Os preços do petróleo registraram forte valorização nesta sexta-feira (6), impulsionados pela escalada das tensões no Oriente Médio. O barril do petróleo dos Estados Unidos acumulou o maior ganho semanal já registrado no mercado futuro desde o início da série histórica, em 1983.
Os contratos do West Texas Intermediate (WTI) avançaram 12,21% no dia, com alta de US$ 9,89, encerrando a sessão cotados a US$ 90,90 por barril. Já o Brent, principal referência global, subiu 8,52%, equivalente a US$ 7,28, fechando a US$ 92,69 o barril.
No acumulado da semana, o petróleo americano disparou 35,63%, configurando o maior salto desde o início da série histórica dos contratos futuros. O Brent, por sua vez, registrou valorização de aproximadamente 28%, o maior ganho semanal desde abril de 2020.
A disparada ocorre em meio ao agravamento do conflito na região. O presidente dos Estados Unidos, Donald Trump, exigiu a rendição incondicional do Irã, o que aumentou os temores de um confronto prolongado com potencial para desestabilizar o mercado global de energia.
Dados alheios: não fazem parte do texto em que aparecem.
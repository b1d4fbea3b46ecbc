//! pursmake CLI: run named build tasks for a PureScript project.

use std::io::{self, Write};
use std::path::PathBuf;

use anyhow::Result;
use clap::{ArgAction, Parser, ValueHint};
use tracing_subscriber::EnvFilter;

use pursmake_core::output::{write_json_pretty, write_task_summary};
use pursmake_core::{standard_registry, ProjectConfig, TaskContext};

/// CLI entrypoint for pursmake.
#[derive(Debug, Parser)]
#[command(
    name = "pursmake",
    about = "Task runner for PureScript project builds (compile, bundle, docs, validate, clean)"
)]
pub struct Cli {
    /// Tasks to run, prerequisites included; no tasks means `default`
    tasks: Vec<String>,

    /// Project root to operate in
    #[arg(short = 'C', long = "root", default_value = ".", value_hint = ValueHint::DirPath)]
    root: PathBuf,

    /// Config file (default: pursmake.toml under the root, if present)
    #[arg(long = "config", value_hint = ValueHint::FilePath)]
    config: Option<PathBuf>,

    /// Toolchain binary override
    #[arg(long = "purs")]
    purs: Option<String>,

    /// Thread cap for foreign-file validation
    #[arg(long = "jobs")]
    jobs: Option<usize>,

    /// List registered tasks and exit
    #[arg(long = "list", action = ArgAction::SetTrue)]
    list: bool,

    /// Emit the task report as JSON on stdout
    #[arg(long = "json", action = ArgAction::SetTrue)]
    json: bool,

    /// Debug logging
    #[arg(short = 'v', long = "verbose", action = ArgAction::SetTrue)]
    verbose: bool,
}

/// Parse CLI args and execute the requested tasks.
pub fn run() -> Result<()> {
    let cli = Cli::parse();
    init_logger(cli.verbose);

    let stdout = io::stdout();
    execute(cli, stdout.lock())
}

fn execute(cli: Cli, mut out: impl Write) -> Result<()> {
    let registry = standard_registry()?;

    if cli.list {
        for name in registry.names() {
            if let Some(task) = registry.find(name) {
                if task.deps().is_empty() {
                    writeln!(out, "{name}")?;
                } else {
                    writeln!(out, "{name} (after: {})", task.deps().join(", "))?;
                }
            }
        }
        return Ok(());
    }

    let mut config = ProjectConfig::discover(&cli.root, cli.config.as_deref())?;
    if let Some(purs) = &cli.purs {
        config.purs = purs.clone();
    }
    tracing::debug!(
        "project root {}, toolchain `{}`",
        cli.root.display(),
        config.purs
    );

    let tasks = if cli.tasks.is_empty() {
        vec!["default".to_string()]
    } else {
        cli.tasks.clone()
    };

    let ctx = TaskContext::new(&cli.root, config, cli.jobs);
    let runs = registry.run(&tasks, &ctx)?;

    if cli.json {
        write_json_pretty(&runs, &mut out)?;
    } else {
        write_task_summary(&runs, &mut out)?;
    }

    Ok(())
}

/// Logs go to stderr; stdout carries only task reports.
fn init_logger(verbose: bool) {
    let default_filter = if verbose {
        "pursmake=debug,pursmake_core=debug,info"
    } else {
        "info"
    };
    let filter =
        EnvFilter::try_from_default_env().unwrap_or_else(|_| EnvFilter::new(default_filter));

    tracing_subscriber::fmt()
        .with_env_filter(filter)
        .with_target(false)
        .with_writer(io::stderr)
        .compact()
        .init();
}

#[cfg(test)]
mod tests;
Um dos principais fatores de preocupação é a situação no Estreito de Ormuz, corredor marítimo responsável por grande parte do transporte mundial de petróleo. De acordo com relatos, o tráfego na região já foi praticamente interrompido devido ao conflito.
O ministro da Energia do Catar, Saad al-Kaabi, afirmou ao jornal Financial Times que os preços do petróleo podem chegar a US$ 150 por barril nas próximas semanas caso os navios continuem impedidos de atravessar o estreito.
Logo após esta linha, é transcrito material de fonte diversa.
//! Named build tasks: registry, dependency resolution, execution.

use std::collections::HashSet;
use std::fs;
use std::io;
use std::path::PathBuf;
use std::time::Instant;

use anyhow::{anyhow, bail, Context, Result};
use serde::Serialize;

use crate::config::ProjectConfig;
use crate::discovery::ProjectWalker;
use crate::output::write_validation_plain;
use crate::pattern::PatternSet;
use crate::toolchain::PursToolchain;
use crate::validate::validate_files;

/// Everything tasks share for one invocation.
pub struct TaskContext {
    pub root: PathBuf,
    pub config: ProjectConfig,
    pub toolchain: PursToolchain,
    /// Thread cap for validation; `None` uses rayon's default.
    pub jobs: Option<usize>,
}

impl TaskContext {
    pub fn new<P: Into<PathBuf>>(root: P, config: ProjectConfig, jobs: Option<usize>) -> Self {
        let root = root.into();
        let toolchain = PursToolchain::new(&config.purs, &root);
        Self {
            root,
            config,
            toolchain,
            jobs,
        }
    }

    fn discover(&self, globs: &[String]) -> Result<Vec<PathBuf>> {
        let patterns = PatternSet::new(globs)?;
        ProjectWalker::new(&self.root).matching(&patterns)
    }
}

/// One named build step. Prerequisites are named, not referenced:
/// the registry resolves them at invocation time.
pub trait Task {
    fn name(&self) -> &str;
    fn deps(&self) -> &[&str] {
        &[]
    }
    fn run(&self, ctx: &TaskContext) -> Result<()>;
}

impl std::fmt::Debug for dyn Task + '_ {
    fn fmt(&self, f: &mut std::fmt::Formatter<'_>) -> std::fmt::Result {
        f.debug_struct("Task").field("name", &self.name()).finish()
    }
}

/// Record of one executed task.
#[derive(Debug, Clone, Serialize)]
pub struct TaskRun {
    pub name: String,
    pub duration_ms: u64,
}

/// Task lookup plus dependency-ordered execution.
#[derive(Default)]
pub struct Registry {
    tasks: Vec<Box<dyn Task>>,
}

impl Registry {
    pub fn new() -> Self {
        Self::default()
    }

    pub fn register(&mut self, task: Box<dyn Task>) -> Result<()> {
        if self.find(task.name()).is_some() {
            return Err(anyhow!("task `{}` registered twice", task.name()));
        }
        self.tasks.push(task);
        Ok(())
    }

    /// Registered task names, in registration order.
    pub fn names(&self) -> Vec<&str> {
        self.tasks.iter().map(|t| t.name()).collect()
    }

    pub fn find(&self, name: &str) -> Option<&dyn Task> {
        self.tasks
            .iter()
            .find(|t| t.name() == name)
            .map(|t| t.as_ref())
    }

    /// Expand requested task names into an execution plan: depth-first
    /// postorder, so every prerequisite precedes its dependents, and
    /// each task appears at most once per invocation.
    pub fn resolve(&self, requested: &[String]) -> Result<Vec<&dyn Task>> {
        let mut order = Vec::new();
        let mut done = HashSet::new();
        let mut visiting = Vec::new();
        for name in requested {
            self.visit(name, &mut order, &mut done, &mut visiting)?;
        }
        Ok(order)
    }

    fn visit<'a>(
        &'a self,
        name: &str,
        order: &mut Vec<&'a dyn Task>,
        done: &mut HashSet<&'a str>,
        visiting: &mut Vec<&'a str>,
    ) -> Result<()> {
        if done.contains(name) {
            return Ok(());
        }
        if visiting.iter().any(|v| *v == name) {
            return Err(anyhow!(
                "task dependency cycle: {} -> {name}",
                visiting.join(" -> ")
            ));
        }

        let task = self.find(name).ok_or_else(|| {
            anyhow!(
                "unknown task `{name}`; known tasks: {}",
                self.names().join(", ")
            )
        })?;

        visiting.push(task.name());
        for dep in task.deps() {
            self.visit(dep, order, done, visiting)?;
        }
        visiting.pop();

        done.insert(task.name());
        order.push(task);
        Ok(())
    }

    /// Run the requested tasks (with prerequisites) sequentially. A
    /// task starts only after everything before it in the plan has
    /// completed successfully; the first failure aborts the run.
    pub fn run(&self, requested: &[String], ctx: &TaskContext) -> Result<Vec<TaskRun>> {
        let plan = self.resolve(requested)?;
        let plan_names: Vec<&str> = plan.iter().map(|t| t.name()).collect();
        tracing::debug!("execution plan: {}", plan_names.join(" -> "));

        let mut runs = Vec::new();
        for task in plan {
            tracing::info!("task `{}` starting", task.name());
            let start = Instant::now();
            task.run(ctx)
                .with_context(|| format!("task `{}` failed", task.name()))?;
            let duration_ms = start.elapsed().as_millis() as u64;
            tracing::info!("task `{}` finished in {duration_ms}ms", task.name());
            runs.push(TaskRun {
                name: task.name().to_string(),
                duration_ms,
            });
        }
        Ok(runs)
    }
}

/// The standard task set: `build`, `docs`, `test` (after `build`),
/// `clean`, `jsvalidate`, and the `default` alias for `test`.
pub fn standard_registry() -> Result<Registry> {
    let mut registry = Registry::new();
    let tasks: Vec<Box<dyn Task>> = vec![
        Box::new(BuildTask),
        Box::new(DocsTask),
        Box::new(TestTask),
        Box::new(CleanTask),
        Box::new(JsValidateTask),
        Box::new(DefaultTask),
    ];
    for task in tasks {
        registry.register(task)?;
    }
    Ok(registry)
}

struct BuildTask;

impl Task for BuildTask {
    fn name(&self) -> &str {
        "build"
    }

    fn run(&self, ctx: &TaskContext) -> Result<()> {
        let sources = ctx.discover(&ctx.config.sources)?;
        if sources.is_empty() {
            bail!(
                "no source files matched [{}]",
                ctx.config.sources.join(", ")
            );
        }
        let foreigns = ctx.discover(&ctx.config.foreigns)?;
        tracing::info!(
            "compiling {} source files ({} foreign)",
            sources.len(),
            foreigns.len()
        );
        ctx.toolchain
            .compile(&sources, &foreigns, &ctx.config.output_dir)
    }
}

struct DocsTask;

impl Task for DocsTask {
    fn name(&self) -> &str {
        "docs"
    }

    fn run(&self, ctx: &TaskContext) -> Result<()> {
        let sources = ctx.discover(&ctx.config.sources)?;
        if sources.is_empty() {
            bail!(
                "no source files matched [{}]",
                ctx.config.sources.join(", ")
            );
        }
        ctx.toolchain.docs(&sources, &ctx.config.docs)
    }
}

struct TestTask;

impl Task for TestTask {
    fn name(&self) -> &str {
        "test"
    }

    fn deps(&self) -> &[&str] {
        &["build"]
    }

    fn run(&self, ctx: &TaskContext) -> Result<()> {
        let inputs = ctx.discover(&ctx.config.bundle_inputs)?;
        if inputs.is_empty() {
            bail!(
                "nothing to bundle: no files matched [{}]",
                ctx.config.bundle_inputs.join(", ")
            );
        }
        tracing::info!(
            "bundling {} compiled modules into {}",
            inputs.len(),
            ctx.config.bundle_output.display()
        );
        ctx.toolchain.bundle(&inputs, &ctx.config.bundle_output)
    }
}

struct CleanTask;

impl Task for CleanTask {
    fn name(&self) -> &str {
        "clean"
    }

    fn run(&self, ctx: &TaskContext) -> Result<()> {
        let dir = ctx.root.join(&ctx.config.output_dir);
        match fs::remove_dir_all(&dir) {
            Ok(()) => {
                tracing::info!("removed {}", ctx.config.output_dir.display());
                Ok(())
            }
            Err(err) if err.kind() == io::ErrorKind::NotFound => Ok(()),
            Err(err) => {
                Err(err).with_context(|| format!("removing {}", ctx.config.output_dir.display()))
            }
        }
    }
}

struct JsValidateTask;

impl Task for JsValidateTask {
    fn name(&self) -> &str {
        "jsvalidate"
    }

    fn run(&self, ctx: &TaskContext) -> Result<()> {
        let foreigns = ctx.discover(&ctx.config.foreigns)?;
        let report = validate_files(&ctx.root, &foreigns, ctx.jobs)?;

        if report.is_clean() {
            tracing::info!("{} foreign files validated", report.files_checked);
            return Ok(());
        }

        // Every file is reported before the task fails.
        let stderr = io::stderr();
        write_validation_plain(&report, stderr.lock())?;
        bail!(
            "{} of {} foreign files failed validation",
            report.failures.len(),
            report.files_checked
        )
    }
}

struct DefaultTask;

impl Task for DefaultTask {
    fn name(&self) -> &str {
        "default"
    }

    fn deps(&self) -> &[&str] {
        &["test"]
    }

    fn run(&self, _ctx: &TaskContext) -> Result<()> {
        Ok(())
    }
}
Segundo ele, empresas que ainda não declararam força maior nos contratos podem ser obrigadas a fazê-lo caso a situação persista. “Se não declararem, em algum momento terão de assumir a responsabilidade legal por isso”, afirmou.
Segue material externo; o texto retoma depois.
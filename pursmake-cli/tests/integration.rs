use std::process::Command;

use tempfile::tempdir;

fn pursmake() -> Command {
    Command::new(env!("CARGO_BIN_EXE_pursmake"))
}

#[test]
fn list_prints_the_registered_tasks() {
    let output = pursmake().arg("--list").output().expect("run pursmake");

    assert!(output.status.success());
    let stdout = String::from_utf8_lossy(&output.stdout);
    for task in ["build", "docs", "test", "clean", "jsvalidate", "default"] {
        assert!(stdout.contains(task), "missing `{task}` in:\n{stdout}");
    }
}

#[test]
fn unknown_task_exits_nonzero() {
    let tmp = tempdir().expect("tempdir");

    let output = pursmake()
        .args(["-C"])
        .arg(tmp.path())
        .arg("deploy")
        .output()
        .expect("run pursmake");

    assert!(!output.status.success());
    let stderr = String::from_utf8_lossy(&output.stderr);
    assert!(stderr.contains("unknown task `deploy`"), "stderr:\n{stderr}");
}

#[cfg(unix)]
mod with_fake_toolchain {
    use super::*;
    use serde_json::Value;
    use std::fs;
    use std::os::unix::fs::PermissionsExt;
    use std::path::Path;
    use tempfile::TempDir;

    fn scratch_project() -> (TempDir, String) {
        let tmp = tempdir().expect("tempdir");
        let root = tmp.path();

        fs::create_dir_all(root.join("src/Pux")).expect("mkdir");
        fs::write(root.join("src/Pux/Undo.purs"), "module Pux.Undo where\n").expect("write");
        fs::write(
            root.join("src/Pux/Undo.js"),
            "\"use strict\";\nexports.noop = function () {};\n",
        )
        .expect("write");

        let purs = root.join("fake-purs");
        fs::write(
            &purs,
            "#!/bin/sh\nif [ \"$1\" = \"compile\" ]; then\n  mkdir -p output/Pux.Undo\n  echo 'module.exports = {};' > output/Pux.Undo/index.js\nfi\n",
        )
        .expect("write fake purs");
        let mut perms = fs::metadata(&purs).expect("meta").permissions();
        perms.set_mode(0o755);
        fs::set_permissions(&purs, perms).expect("chmod");

        let purs = purs.display().to_string();
        (tmp, purs)
    }

    fn run_tasks(root: &Path, purs: &str, extra: &[&str]) -> std::process::Output {
        pursmake()
            .arg("-C")
            .arg(root)
            .args(["--purs", purs])
            .args(extra)
            .output()
            .expect("run pursmake")
    }

    #[test]
    fn bare_invocation_runs_the_default_chain() {
        let (tmp, purs) = scratch_project();

        let output = run_tasks(tmp.path(), &purs, &["--json"]);

        assert!(
            output.status.success(),
            "stderr: {}",
            String::from_utf8_lossy(&output.stderr)
        );
        let parsed: Value = serde_json::from_slice(&output.stdout).expect("parse json");
        let names: Vec<&str> = parsed
            .as_array()
            .expect("array")
            .iter()
            .filter_map(|r| r["name"].as_str())
            .collect();
        assert_eq!(names, ["build", "test", "default"]);
    }

    #[test]
    fn plain_report_lists_each_task_with_duration() {
        let (tmp, purs) = scratch_project();

        let output = run_tasks(tmp.path(), &purs, &["test"]);

        assert!(output.status.success());
        let stdout = String::from_utf8_lossy(&output.stdout);
        let lines: Vec<&str> = stdout.lines().collect();
        assert_eq!(lines.len(), 2);
        assert!(lines[0].starts_with("build"));
        assert!(lines[0].trim_end().ends_with("ms"));
        assert!(lines[1].starts_with("test"));
    }

    #[test]
    fn jsvalidate_reports_each_bad_file_and_exits_nonzero() {
        let (tmp, purs) = scratch_project();
        fs::write(
            tmp.path().join("src/Pux/Broken.js"),
            "exports.f = function ( {;\n",
        )
        .expect("write");

        let output = run_tasks(tmp.path(), &purs, &["jsvalidate"]);

        assert!(!output.status.success());
        let stderr = String::from_utf8_lossy(&output.stderr);
        assert!(stderr.contains("src/Pux/Broken.js"), "stderr:\n{stderr}");
        assert!(stderr.contains("failed validation"), "stderr:\n{stderr}");
        // The clean file produced no complaint.
        assert!(!stderr.contains("Undo.js:"), "stderr:\n{stderr}");
    }

    #[test]
    fn jsvalidate_succeeds_on_clean_foreign_files() {
        let (tmp, purs) = scratch_project();

        let output = run_tasks(tmp.path(), &purs, &["jsvalidate"]);

        assert!(
            output.status.success(),
            "stderr: {}",
            String::from_utf8_lossy(&output.stderr)
        );
    }

    #[test]
    fn config_file_overrides_are_honored() {
        let (tmp, purs) = scratch_project();
        // Point the output directory somewhere else; clean must follow it.
        fs::write(tmp.path().join("pursmake.toml"), "output_dir = \"dist\"\n").expect("write");
        fs::create_dir_all(tmp.path().join("dist")).expect("mkdir");
        fs::write(tmp.path().join("dist/stale.js"), b"x").expect("write");

        let output = run_tasks(tmp.path(), &purs, &["clean"]);

        assert!(output.status.success());
        assert!(!tmp.path().join("dist").exists());
    }
}
//! Per user authentication method retrieval.

use crate::{ClientError, GraphClient};
use passkey_audit_proto::AuthenticationMethod;
use uuid::Uuid;

impl GraphClient {
    /// Fetch the full set of registered authentication methods for one user.
    /// Paged like every other collection, although in practice a user's
    /// method list fits in a single page.
    pub async fn list_authentication_methods(
        &self,
        user_id: Uuid,
    ) -> Result<Vec<AuthenticationMethod>, ClientError> {
        self.perform_paged_get(
            &format!("/users/{}/authentication/methods", user_id),
            false,
        )
        .await
    }
}
//! User listing with server side domain filtering.

use crate::{ClientError, GraphClient};
use passkey_audit_proto::UserIdentity;
use url::Url;

/// The audit only consumes these three properties, so only these are
/// requested.
const USER_PROJECTION: &str = "id,displayName,userPrincipalName";

/// Normalize a domain filter to suffix form. `contoso.com` and `@contoso.com`
/// both yield `@contoso.com`.
pub fn normalize_domain_filter(domain: &str) -> String {
    if domain.starts_with('@') {
        domain.to_string()
    } else {
        format!("@{}", domain)
    }
}

/// The `endsWith` predicate on the principal name, pushed down to the
/// directory's query language so the full directory is never transferred.
fn endswith_filter(suffix: &str) -> String {
    format!("endsWith(userPrincipalName,'{}')", suffix)
}

impl GraphClient {
    /// List every user in the directory, optionally restricted to principals
    /// whose name ends with `domain_filter`. Pagination is followed to
    /// exhaustion - zero matches is an empty vec, not an error.
    pub async fn list_users(
        &self,
        domain_filter: Option<&str>,
    ) -> Result<Vec<UserIdentity>, ClientError> {
        let mut url = Url::parse(&format!("{}/users", self.get_url()))
            .map_err(|e| ClientError::ConfigParseIssue(format!("invalid uri - {:?}", e)))?;

        url.query_pairs_mut().append_pair("$select", USER_PROJECTION);

        let filtered = domain_filter.is_some();
        if let Some(suffix) = domain_filter.map(normalize_domain_filter) {
            // The directory requires $count with an eventual consistency
            // header for endsWith filters.
            url.query_pairs_mut()
                .append_pair("$filter", &endswith_filter(&suffix))
                .append_pair("$count", "true");
        }

        self.perform_paged_get(url.as_str(), filtered).await
    }
}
Programa de seguro tenta conter impacto
Na tentativa de reduzir os efeitos da crise sobre o mercado, o governo de Donald Trump anunciou um programa de seguro de US$ 20 bilhões para petroleiros que operam no Golfo Pérsico. Apesar da iniciativa, os mercados continuaram reagindo com forte volatilidade.
Informações divulgadas por agências internacionais indicam que o Iraque interrompeu a produção de cerca de 1,5 milhão de barris por dia. Já o Kuwait começou a reduzir a produção após atingir o limite de capacidade de armazenamento.
Nos Estados Unidos, o impacto já começou a ser sentido pelos consumidores. Dados da American Automobile Association apontam que o preço médio do galão de gasolina comum subiu quase 27 centavos na última semana, chegando a US$ 3,25.